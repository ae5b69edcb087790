//! The speed filter pipeline: median filter for spike removal, an
//! exponential moving average for smoothing, and a stop detector with
//! hysteresis so the displayed speed drops cleanly to zero when the
//! rider stops instead of wandering around at 1-2 km/h.

use std::collections::VecDeque;

use log::{debug, info};
use time::{Duration, OffsetDateTime};

use crate::config::FilterParameters;

/// A raw speed, as it went into the filter.
#[derive(Debug, Clone, Copy, PartialEq)]
pub struct RawSpeedObservation {
    pub speed_kmh: f64,
    pub time: OffsetDateTime,
}

/// The state of the stop detector.
#[derive(Debug, Clone, Copy, PartialEq, Eq)]
pub enum StopState {
    Moving,
    /// The median has been below the stop threshold since `since`, but
    /// not for long enough to be sure.
    EnteringStop { since: OffsetDateTime },
    /// Confirmed stopped. `since` is when the median first dropped below
    /// the threshold, kept for logging.
    Stopped { since: OffsetDateTime },
}

#[derive(Debug, Clone, Copy, PartialEq)]
struct Smoothed {
    speed_kmh: f64,
    time: OffsetDateTime,
}

#[derive(Debug, Clone)]
pub struct SpeedFilter {
    params: FilterParameters,
    window: VecDeque<RawSpeedObservation>,
    smoothed: Option<Smoothed>,
    stop_state: StopState,
}

impl Default for SpeedFilter {
    fn default() -> Self {
        Self::new(FilterParameters::default())
    }
}

impl SpeedFilter {
    pub fn new(params: FilterParameters) -> Self {
        Self {
            params,
            window: VecDeque::new(),
            smoothed: None,
            stop_state: StopState::Moving,
        }
    }

    /// Forget everything, ready for a new ride.
    pub fn reset(&mut self) {
        self.window.clear();
        self.smoothed = None;
        self.stop_state = StopState::Moving;
    }

    pub fn stop_state(&self) -> StopState {
        self.stop_state
    }

    pub fn is_stopped(&self) -> bool {
        matches!(self.stop_state, StopState::Stopped { .. })
    }

    /// The latest output of the EMA stage.
    pub fn smoothed_kmh(&self) -> Option<f64> {
        self.smoothed.map(|s| s.speed_kmh)
    }

    pub fn window_len(&self) -> usize {
        self.window.len()
    }

    /// Feeds one raw speed through the pipeline and returns the speed
    /// to display. Never negative.
    pub fn process(&mut self, raw_kmh: f64, now: OffsetDateTime) -> f64 {
        self.window.push_back(RawSpeedObservation {
            speed_kmh: raw_kmh,
            time: now,
        });
        let cutoff = now - self.params.window;
        self.window.retain(|obs| obs.time >= cutoff);

        let median = self.median().unwrap_or(raw_kmh);
        let smoothed = self.smooth(median, now);
        let filtered = self.detect_stop(median, smoothed, now).max(0.0);

        debug!(
            "Speed filter: raw={raw_kmh:.2} median={median:.2} smoothed={smoothed:.2} final={filtered:.2} state={:?}",
            self.stop_state
        );

        filtered
    }

    /// Median of the most recent observations, or `None` if there are
    /// too few for the median to mean anything. With an even count the
    /// lower of the two middle values is used.
    fn median(&self) -> Option<f64> {
        let n = self.window.len().min(self.params.median_size);
        if n < self.params.median_min_samples {
            return None;
        }

        let mut recent: Vec<f64> = self
            .window
            .iter()
            .skip(self.window.len() - n)
            .map(|obs| obs.speed_kmh)
            .collect();
        recent.sort_by(f64::total_cmp);
        Some(recent[(n - 1) / 2])
    }

    fn smooth(&mut self, median: f64, now: OffsetDateTime) -> f64 {
        let speed_kmh = match self.smoothed {
            Some(prev) => {
                let delta = (now - prev.time).max(Duration::ZERO);
                let alpha = 1.0 - (-delta.as_seconds_f64() / self.params.tau.as_seconds_f64()).exp();
                prev.speed_kmh + alpha * (median - prev.speed_kmh)
            }
            None => median,
        };

        self.smoothed = Some(Smoothed {
            speed_kmh,
            time: now,
        });
        speed_kmh
    }

    fn detect_stop(&mut self, median: f64, smoothed: f64, now: OffsetDateTime) -> f64 {
        match self.stop_state {
            StopState::Stopped { since } => {
                if median > self.params.resume_threshold_kmh {
                    info!(
                        "Resuming from stop state, stopped for {}",
                        now - since
                    );
                    self.stop_state = StopState::Moving;
                    smoothed
                } else {
                    0.0
                }
            }
            _ if median < self.params.stop_threshold_kmh => {
                let since = match self.stop_state {
                    StopState::EnteringStop { since } => since,
                    _ => {
                        self.stop_state = StopState::EnteringStop { since: now };
                        now
                    }
                };

                if now - since >= self.params.stop_duration {
                    info!("Entering stop state");
                    self.stop_state = StopState::Stopped { since };
                    0.0
                } else {
                    // Hold the previous speed while we make our minds up.
                    smoothed
                }
            }
            _ => {
                self.stop_state = StopState::Moving;
                smoothed
            }
        }
    }
}
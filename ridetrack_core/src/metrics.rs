//! Accumulates the numbers that describe a ride: distance, climbing,
//! speed and heart-rate statistics, and the route itself.

use time::Duration;

use crate::{
    config::MetricsParameters,
    model::{speed_kmh_from_duration, HeartRateSample, LocationSample, RoutePoint, TrackPoint},
};

#[derive(Debug, Clone, Default)]
pub struct RideMetrics {
    params: MetricsParameters,
    distance_km: f64,
    elevation_gain_metres: f64,
    elevation_loss_metres: f64,
    last_altitude: Option<f64>,
    current_speed_kmh: f64,
    max_speed_kmh: f64,
    average_speed_kmh: f64,
    max_heart_rate: u16,
    heart_rate_total: u64,
    heart_rate: Vec<HeartRateSample>,
    route: Vec<RoutePoint>,
    track_points: Vec<TrackPoint>,
}

impl RideMetrics {
    pub fn new(params: MetricsParameters) -> Self {
        Self {
            params,
            ..Default::default()
        }
    }

    /// Records a new filtered speed. The maximum is kept whatever the
    /// state of the ride.
    pub fn record_speed(&mut self, speed_kmh: f64) {
        self.current_speed_kmh = speed_kmh;
        if speed_kmh > self.max_speed_kmh {
            self.max_speed_kmh = speed_kmh;
        }
    }

    /// Adds a move to the total distance, unless it is small enough to
    /// be GPS jitter. Returns true if it was added.
    pub fn record_distance(&mut self, displacement_metres: f64) -> bool {
        if displacement_metres > self.params.min_distance_metres {
            self.distance_km += displacement_metres / 1000.0;
            true
        } else {
            false
        }
    }

    /// Compares `altitude` with the previous reading and accumulates the
    /// gain or loss. Returns the signed change when it was big enough to
    /// count. Fixes without an altitude are skipped and do not reset the
    /// reference.
    pub fn record_altitude(&mut self, altitude: Option<f64>) -> Option<f64> {
        let altitude = altitude?;
        let previous = self.last_altitude.replace(altitude)?;

        let change = altitude - previous;
        if change.abs() < self.params.min_elevation_change_metres {
            return None;
        }

        if change > 0.0 {
            self.elevation_gain_metres += change;
        } else {
            self.elevation_loss_metres += change.abs();
        }

        Some(change)
    }

    pub fn record_route_point(&mut self, sample: &LocationSample) {
        self.route.push(RoutePoint {
            lat: sample.lat,
            lon: sample.lon,
        });
    }

    pub fn record_track_point(&mut self, sample: &LocationSample, filtered_speed_kmh: f64) {
        self.track_points.push(TrackPoint::new(sample, filtered_speed_kmh));
    }

    pub fn record_heart_rate(&mut self, sample: HeartRateSample) {
        if sample.bpm > self.max_heart_rate {
            self.max_heart_rate = sample.bpm;
        }
        self.heart_rate_total += u64::from(sample.bpm);
        self.heart_rate.push(sample);
    }

    /// Recalculates the average speed over `active` time, i.e. the time
    /// the ride has not been paused.
    pub fn update_average_speed(&mut self, active: Duration) {
        if active.is_positive() {
            self.average_speed_kmh = speed_kmh_from_duration(self.distance_km * 1000.0, active);
        }
    }

    pub fn distance_km(&self) -> f64 {
        self.distance_km
    }

    pub fn elevation_gain_metres(&self) -> f64 {
        self.elevation_gain_metres
    }

    pub fn elevation_loss_metres(&self) -> f64 {
        self.elevation_loss_metres
    }

    pub fn current_speed_kmh(&self) -> f64 {
        self.current_speed_kmh
    }

    pub fn max_speed_kmh(&self) -> f64 {
        self.max_speed_kmh
    }

    pub fn average_speed_kmh(&self) -> f64 {
        self.average_speed_kmh
    }

    pub fn max_heart_rate(&self) -> u16 {
        self.max_heart_rate
    }

    /// The mean of every heart-rate reading so far, truncated to a
    /// whole bpm. Zero if there are none.
    pub fn average_heart_rate(&self) -> u16 {
        if self.heart_rate.is_empty() {
            return 0;
        }
        (self.heart_rate_total / self.heart_rate.len() as u64) as u16
    }

    pub fn heart_rate(&self) -> &[HeartRateSample] {
        &self.heart_rate
    }

    pub fn route(&self) -> &[RoutePoint] {
        &self.route
    }

    pub fn track_points(&self) -> &[TrackPoint] {
        &self.track_points
    }

    pub fn polyline(&self) -> String {
        encode_polyline(&self.route)
    }

    /// Hands over the collected samples, leaving the metrics empty of them.
    pub fn take_samples(&mut self) -> (Vec<TrackPoint>, Vec<HeartRateSample>) {
        (
            std::mem::take(&mut self.track_points),
            std::mem::take(&mut self.heart_rate),
        )
    }
}

/// Serializes a route as `lat,lon` pairs separated by `|`. Stores and
/// exports depend on this exact format.
pub fn encode_polyline(points: &[RoutePoint]) -> String {
    points
        .iter()
        .map(|p| format!("{},{}", format_coordinate(p.lat), format_coordinate(p.lon)))
        .collect::<Vec<_>>()
        .join("|")
}

/// Shortest round-trip form of `value`, always with a fractional part,
/// switching to `d.dE-n` notation outside `[1e-3, 1e7)`. So `51.0`,
/// `-0.12` and `-5.0E-4`.
fn format_coordinate(value: f64) -> String {
    let magnitude = value.abs();
    if value == 0.0 || (1e-3..1e7).contains(&magnitude) {
        let s = value.to_string();
        return if s.contains('.') { s } else { format!("{s}.0") };
    }

    let s = format!("{value:e}");
    match s.split_once('e') {
        Some((mantissa, exponent)) if mantissa.contains('.') => format!("{mantissa}E{exponent}"),
        Some((mantissa, exponent)) => format!("{mantissa}.0E{exponent}"),
        None => s,
    }
}
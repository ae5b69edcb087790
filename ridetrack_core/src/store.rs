//! Where finished rides go. The tracking engine only ever talks to the
//! [`RideStore`] trait; [`MemoryRideStore`] keeps everything in memory
//! and is what the CLI and the tests use.

use std::{
    collections::BTreeMap,
    sync::atomic::{AtomicBool, Ordering},
};

use anyhow::{bail, Context, Result};
use async_trait::async_trait;
use log::debug;
use time::OffsetDateTime;
use tokio::sync::Mutex;

use crate::model::{FinishedRide, HeartRateSample, RideEvent, RideId, RideSummary, TrackPoint};

#[async_trait]
pub trait RideStore: Send + Sync {
    /// Creates the record for a ride that has just started.
    async fn create_ride(&self, start_time: OffsetDateTime) -> Result<RideId>;

    /// Stores the final figures of a ride.
    async fn finalize_ride(&self, ride_id: RideId, summary: &RideSummary) -> Result<()>;

    async fn save_points(&self, ride_id: RideId, points: &[TrackPoint]) -> Result<()>;

    async fn save_heart_rate(&self, ride_id: RideId, samples: &[HeartRateSample]) -> Result<()>;

    async fn save_events(&self, ride_id: RideId, events: &[RideEvent]) -> Result<()>;

    /// Deletes a ride and everything saved against it.
    async fn delete_ride(&self, ride_id: RideId) -> Result<()>;
}

/// Writes everything in `ride` to `store`, stopping at the first failure.
pub async fn save_finished_ride(
    store: &dyn RideStore,
    ride_id: RideId,
    ride: &FinishedRide,
) -> Result<()> {
    store
        .finalize_ride(ride_id, &ride.summary)
        .await
        .with_context(|| format!("Failed to finalize ride {ride_id}"))?;
    store
        .save_points(ride_id, &ride.track_points)
        .await
        .with_context(|| format!("Failed to save track points of ride {ride_id}"))?;
    store
        .save_heart_rate(ride_id, &ride.heart_rate)
        .await
        .with_context(|| format!("Failed to save heart rate of ride {ride_id}"))?;
    store
        .save_events(ride_id, &ride.events)
        .await
        .with_context(|| format!("Failed to save events of ride {ride_id}"))?;
    Ok(())
}

/// Everything stored against one ride.
#[derive(Debug, Clone, PartialEq)]
pub struct StoredRide {
    pub start_time: OffsetDateTime,
    pub summary: Option<RideSummary>,
    pub track_points: Vec<TrackPoint>,
    pub heart_rate: Vec<HeartRateSample>,
    pub events: Vec<RideEvent>,
}

#[derive(Debug, Default)]
struct Rides {
    next_id: u64,
    rides: BTreeMap<RideId, StoredRide>,
}

impl Rides {
    fn get_mut(&mut self, ride_id: RideId) -> Result<&mut StoredRide> {
        match self.rides.get_mut(&ride_id) {
            Some(ride) => Ok(ride),
            None => bail!("No ride with id {ride_id}"),
        }
    }
}

#[derive(Debug, Default)]
pub struct MemoryRideStore {
    rides: Mutex<Rides>,
    failing: AtomicBool,
}

impl MemoryRideStore {
    pub fn new() -> Self {
        Self::default()
    }

    /// Makes every subsequent call fail (or succeed again).
    pub fn set_failing(&self, failing: bool) {
        self.failing.store(failing, Ordering::SeqCst);
    }

    fn check_available(&self) -> Result<()> {
        if self.failing.load(Ordering::SeqCst) {
            bail!("Ride store is unavailable");
        }
        Ok(())
    }

    pub async fn ride(&self, ride_id: RideId) -> Option<StoredRide> {
        self.rides.lock().await.rides.get(&ride_id).cloned()
    }

    pub async fn ride_ids(&self) -> Vec<RideId> {
        self.rides.lock().await.rides.keys().copied().collect()
    }

    pub async fn len(&self) -> usize {
        self.rides.lock().await.rides.len()
    }

    pub async fn is_empty(&self) -> bool {
        self.len().await == 0
    }
}

#[async_trait]
impl RideStore for MemoryRideStore {
    async fn create_ride(&self, start_time: OffsetDateTime) -> Result<RideId> {
        self.check_available()?;
        let mut rides = self.rides.lock().await;
        rides.next_id += 1;
        let ride_id = RideId(rides.next_id);
        rides.rides.insert(
            ride_id,
            StoredRide {
                start_time,
                summary: None,
                track_points: Vec::new(),
                heart_rate: Vec::new(),
                events: Vec::new(),
            },
        );
        debug!("Created ride {ride_id}");
        Ok(ride_id)
    }

    async fn finalize_ride(&self, ride_id: RideId, summary: &RideSummary) -> Result<()> {
        self.check_available()?;
        let mut rides = self.rides.lock().await;
        let ride = rides.get_mut(ride_id)?;
        ride.summary = Some(RideSummary {
            ride_id: Some(ride_id),
            ..summary.clone()
        });
        Ok(())
    }

    async fn save_points(&self, ride_id: RideId, points: &[TrackPoint]) -> Result<()> {
        self.check_available()?;
        let mut rides = self.rides.lock().await;
        rides.get_mut(ride_id)?.track_points.extend_from_slice(points);
        Ok(())
    }

    async fn save_heart_rate(&self, ride_id: RideId, samples: &[HeartRateSample]) -> Result<()> {
        self.check_available()?;
        let mut rides = self.rides.lock().await;
        rides.get_mut(ride_id)?.heart_rate.extend_from_slice(samples);
        Ok(())
    }

    async fn save_events(&self, ride_id: RideId, events: &[RideEvent]) -> Result<()> {
        self.check_available()?;
        let mut rides = self.rides.lock().await;
        rides.get_mut(ride_id)?.events.extend_from_slice(events);
        Ok(())
    }

    async fn delete_ride(&self, ride_id: RideId) -> Result<()> {
        self.check_available()?;
        let mut rides = self.rides.lock().await;
        if rides.rides.remove(&ride_id).is_none() {
            bail!("No ride with id {ride_id}");
        }
        debug!("Deleted ride {ride_id}");
        Ok(())
    }
}
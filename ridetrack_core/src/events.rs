//! Turns the filtered signals into discrete ride events.

use log::debug;
use time::OffsetDateTime;

use crate::{
    config::EventParameters,
    model::{EventType, LocationSample, RideEvent},
};

#[derive(Debug, Clone, Default)]
pub struct EventDetector {
    params: EventParameters,
    last_sprint: Option<OffsetDateTime>,
}

impl EventDetector {
    pub fn new(params: EventParameters) -> Self {
        Self {
            params,
            last_sprint: None,
        }
    }

    pub fn reset(&mut self) {
        self.last_sprint = None;
    }

    /// A Sprint is recorded for every speed update above the sprint
    /// threshold, unless a cooldown is configured and the previous
    /// Sprint is too recent.
    pub fn check_sprint(&mut self, speed_kmh: f64, location: &LocationSample) -> Option<RideEvent> {
        if speed_kmh <= self.params.sprint_speed_kmh {
            return None;
        }

        if let (Some(cooldown), Some(last)) = (self.params.sprint_cooldown, self.last_sprint) {
            if location.time - last < cooldown {
                debug!("Sprint at {speed_kmh:.1} km/h suppressed, within cooldown");
                return None;
            }
        }

        self.last_sprint = Some(location.time);
        Some(RideEvent::at(
            EventType::Sprint,
            location,
            location.time,
            format!("High speed: {} km/h", speed_kmh as i64),
        ))
    }

    /// Checks a (significant) altitude change between two consecutive
    /// fixes for the start of a climb or descent.
    pub fn check_elevation(&self, change_metres: f64, location: &LocationSample) -> Option<RideEvent> {
        if change_metres.abs() <= self.params.climb_change_metres {
            return None;
        }

        let event_type = if change_metres > 0.0 {
            EventType::ClimbStart
        } else {
            EventType::DescentStart
        };

        Some(RideEvent::at(
            event_type,
            location,
            location.time,
            format!("Elevation change: {}m", change_metres as i64),
        ))
    }
}

/// The event recorded when a ride is paused.
pub fn paused_event(location: &LocationSample, time: OffsetDateTime, manual: bool) -> RideEvent {
    let note = if manual {
        "Manual pause"
    } else {
        "Auto-pause (stationary)"
    };
    RideEvent::at(EventType::Paused, location, time, note)
}

/// The event recorded when a ride resumes. It marks the end of the
/// preceding stop, which is why it is a `Stopped` event.
pub fn resumed_event(location: &LocationSample, time: OffsetDateTime) -> RideEvent {
    RideEvent::at(EventType::Stopped, location, time, "Resume from pause/stop")
}

#[cfg(test)]
mod tests {
    use time::Duration;

    use super::*;
    use crate::gate::tests::sample_at;

    #[test]
    fn sprint_is_recorded_on_every_update_by_default() {
        let mut d = EventDetector::default();
        let events: Vec<_> = (0..5)
            .filter_map(|t| d.check_sprint(38.2, &sample_at(t as f64 * 10.0, t as f64, 5.0)))
            .collect();
        assert_eq!(events.len(), 5);
        assert_eq!(events[0].event_type, EventType::Sprint);
        assert_eq!(events[0].note.as_deref(), Some("High speed: 38 km/h"));
    }

    #[test]
    fn sprint_threshold_is_exclusive() {
        let mut d = EventDetector::default();
        assert!(d.check_sprint(35.0, &sample_at(0.0, 0.0, 5.0)).is_none());
        assert!(d.check_sprint(35.1, &sample_at(0.0, 0.0, 5.0)).is_some());
    }

    #[test]
    fn sprint_cooldown_suppresses_repeats() {
        let mut d = EventDetector::new(EventParameters {
            sprint_cooldown: Some(Duration::seconds(10)),
            ..Default::default()
        });
        let recorded = (0..25)
            .filter_map(|t| d.check_sprint(40.0, &sample_at(0.0, t as f64, 5.0)))
            .count();
        // t = 0, 10, 20
        assert_eq!(recorded, 3);
    }

    #[test]
    fn climb_and_descent_need_more_than_five_metres() {
        let d = EventDetector::default();
        let mut loc = sample_at(0.0, 0.0, 5.0);
        loc.altitude = Some(120.0);

        assert!(d.check_elevation(5.0, &loc).is_none());
        assert!(d.check_elevation(-4.0, &loc).is_none());

        let climb = d.check_elevation(6.4, &loc).unwrap();
        assert_eq!(climb.event_type, EventType::ClimbStart);
        assert_eq!(climb.altitude, Some(120.0));
        assert_eq!(climb.note.as_deref(), Some("Elevation change: 6m"));

        let descent = d.check_elevation(-7.9, &loc).unwrap();
        assert_eq!(descent.event_type, EventType::DescentStart);
        assert_eq!(descent.note.as_deref(), Some("Elevation change: -7m"));
    }

    #[test]
    fn pause_and_resume_notes() {
        let mut loc = sample_at(0.0, 0.0, 5.0);
        loc.speed_mps = 1.0;
        let t = loc.time + Duration::seconds(3);

        let manual = paused_event(&loc, t, true);
        assert_eq!(manual.event_type, EventType::Paused);
        assert_eq!(manual.note.as_deref(), Some("Manual pause"));
        assert_eq!(manual.time, t);
        assert_eq!(manual.speed_kmh, Some(3.6));

        let auto = paused_event(&loc, t, false);
        assert_eq!(auto.note.as_deref(), Some("Auto-pause (stationary)"));

        let resumed = resumed_event(&loc, t);
        assert_eq!(resumed.event_type, EventType::Stopped);
        assert_eq!(resumed.note.as_deref(), Some("Resume from pause/stop"));
    }
}
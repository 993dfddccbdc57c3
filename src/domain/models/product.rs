// Copyright (c) 2025 Kirky.X
//
// Licensed under the MIT License
// See LICENSE file in the project root for full license information.

use chrono::{DateTime, Utc};
use serde::{Deserialize, Serialize};
use serde_json::{Map, Value};

/// 未指定分类时使用的商品分类
pub const DEFAULT_CATEGORY: &str = "electronics";

/// 默认货币
pub const DEFAULT_CURRENCY: &str = "USD";

/// 商品记录
///
/// 站点适配器从商品页面中提取出的结构化数据
#[derive(Debug, Clone, PartialEq, Serialize, Deserialize)]
pub struct ProductRecord {
    /// 商品页面URL
    pub url: String,
    /// 商品标题
    pub title: String,
    /// 价格，页面未展示价格时为空
    pub price: Option<f64>,
    /// 货币代码
    pub currency: String,
    /// 库存状态
    pub availability: Option<String>,
    /// 品牌
    pub brand: Option<String>,
    /// 型号
    pub model: Option<String>,
    /// 商品图片
    pub image_url: Option<String>,
    /// 评分 (0-5)
    pub rating: Option<f64>,
    /// 评论数量
    pub reviews_count: Option<u32>,
    /// 抓取时间
    pub scraped_at: DateTime<Utc>,
    /// 附加元数据（站点、分类、抽取信息等）
    #[serde(default)]
    pub metadata: Map<String, Value>,
}

impl ProductRecord {
    pub fn new(url: impl Into<String>, title: impl Into<String>) -> Self {
        Self {
            url: url.into(),
            title: title.into(),
            price: None,
            currency: DEFAULT_CURRENCY.to_string(),
            availability: None,
            brand: None,
            model: None,
            image_url: None,
            rating: None,
            reviews_count: None,
            scraped_at: Utc::now(),
            metadata: Map::new(),
        }
    }

    pub fn with_price(mut self, price: f64) -> Self {
        self.price = Some(price);
        self
    }

    pub fn with_availability(mut self, availability: impl Into<String>) -> Self {
        self.availability = Some(availability.into());
        self
    }

    pub fn with_metadata(mut self, key: impl Into<String>, value: impl Into<Value>) -> Self {
        self.metadata.insert(key.into(), value.into());
        self
    }

    /// 商品分类，取自元数据，缺省为 `electronics`
    pub fn category(&self) -> &str {
        self.metadata
            .get("category")
            .and_then(Value::as_str)
            .filter(|c| !c.is_empty())
            .unwrap_or(DEFAULT_CATEGORY)
    }

    /// 生成价格点，无价格时返回 `None`
    pub fn price_point(&self) -> Option<PricePoint> {
        self.price.map(|price| PricePoint {
            price,
            currency: self.currency.clone(),
            availability: self.availability.clone(),
            scraped_at: self.scraped_at,
            metadata: Value::Object(self.metadata.clone()),
        })
    }
}

/// 价格点
#[derive(Debug, Clone, PartialEq, Serialize, Deserialize)]
pub struct PricePoint {
    pub price: f64,
    pub currency: String,
    pub availability: Option<String>,
    pub scraped_at: DateTime<Utc>,
    pub metadata: Value,
}

/// 已存储的价格历史记录
#[derive(Debug, Clone, PartialEq, Serialize, Deserialize)]
pub struct PriceHistoryEntry {
    pub id: i32,
    pub product_url_id: i32,
    pub price: Option<f64>,
    pub currency: String,
    pub availability: Option<String>,
    pub scraped_at: DateTime<Utc>,
    pub metadata: Option<Value>,
}

/// 处于跟踪状态的商品URL
#[derive(Debug, Clone, PartialEq, Serialize, Deserialize)]
pub struct TrackedUrl {
    pub id: i32,
    pub product_id: i32,
    pub site_id: i32,
    pub url: String,
}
----------
What this task involves:
Of the lines above, retype only those from the line containing "summary: &RideSummary) -> Result<()>;" through the line containing "saved against it.", including both, exactly.

Solved problem:
    async fn finalize_ride(&self, ride_id: RideId, summary: &RideSummary) -> Result<()>;

    async fn save_points(&self, ride_id: RideId, points: &[TrackPoint]) -> Result<()>;

    async fn save_heart_rate(&self, ride_id: RideId, samples: &[HeartRateSample]) -> Result<()>;

    async fn save_events(&self, ride_id: RideId, events: &[RideEvent]) -> Result<()>;

    /// Deletes a ride and everything saved against it.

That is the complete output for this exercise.